Electronic & Telecommunication Engineering Department, MCKV Institute of Engineering, Liluah, Howrah, West Bengal, 712104, India.
Sci Rep. 2022 Jun 13;12(1):9800. doi: 10.1038/s41598-022-13771-4.
Lithium-ion battery, a high energy density storage device has extensive applications in electrical and electronic gadgets, computers, hybrid electric vehicles, and electric vehicles. This paper presents multiple fault detection of lithium-ion battery using two non-linear Kalman filters. A discrete non-linear mathematical model of lithium ion battery has been developed and Unscented Kalman filter (UKF) is employed to estimate the model parameter. Occurrences of multiple faults such as over-charge, over-discharge and short circuit faults between inter cell power batteries, affects the parameter variation of system model. Parallel combinations of some UKF (bank of filters) compare the model parameter variation between the normal and faulty situation and generates residual signal indicating different fault. Simulation results of multiple numbers of statistical tests have been performed for residual based fault diagnosis and threshold calculation. The performance of UKF is then compared with Extended Kalman filter (EKF) with same battery model and fault scenario. The simulation result proves that UKF model responses better and quicker than that of EKF for fault diagnosis.
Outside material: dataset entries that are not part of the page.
//! Error handling foundation for the switchyard platform.
//!
//! This module provides only the `Result` type alias using rootcause.
//! Each crate defines its own domain-specific error types in their own
//! error modules, using rootcause's `.context()` to add layer-appropriate
//! context as errors propagate up the stack.

use rootcause::Report;

/// A Result type alias using rootcause's Report for error handling.
///
/// Each layer adds its own context via `.context()` as errors propagate.
pub type Result<T, C = ()> = std::result::Result<T, Report<C>>;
锂离子电池作为一种高能量密度存储设备,在电气和电子设备、计算机、混合动力电动汽车以及电动汽车中有着广泛的应用。本文提出了一种使用两个非线性卡尔曼滤波器对锂离子电池进行多重故障检测的方法。建立了锂离子电池的离散非线性数学模型,并采用无迹卡尔曼滤波器(UKF)来估计模型参数。诸如过充电、过放电以及电池组间的短路故障等多重故障的出现,会影响系统模型的参数变化。一些UKF(滤波器组)的并行组合比较正常情况和故障情况下的模型参数变化,并生成指示不同故障的残差信号。针对基于残差的故障诊断和阈值计算,进行了多个统计测试的仿真结果。然后将UKF的性能与具有相同电池模型和故障场景的扩展卡尔曼滤波器(EKF)进行比较。仿真结果证明,在故障诊断方面,UKF模型的响应比EKF更好、更快。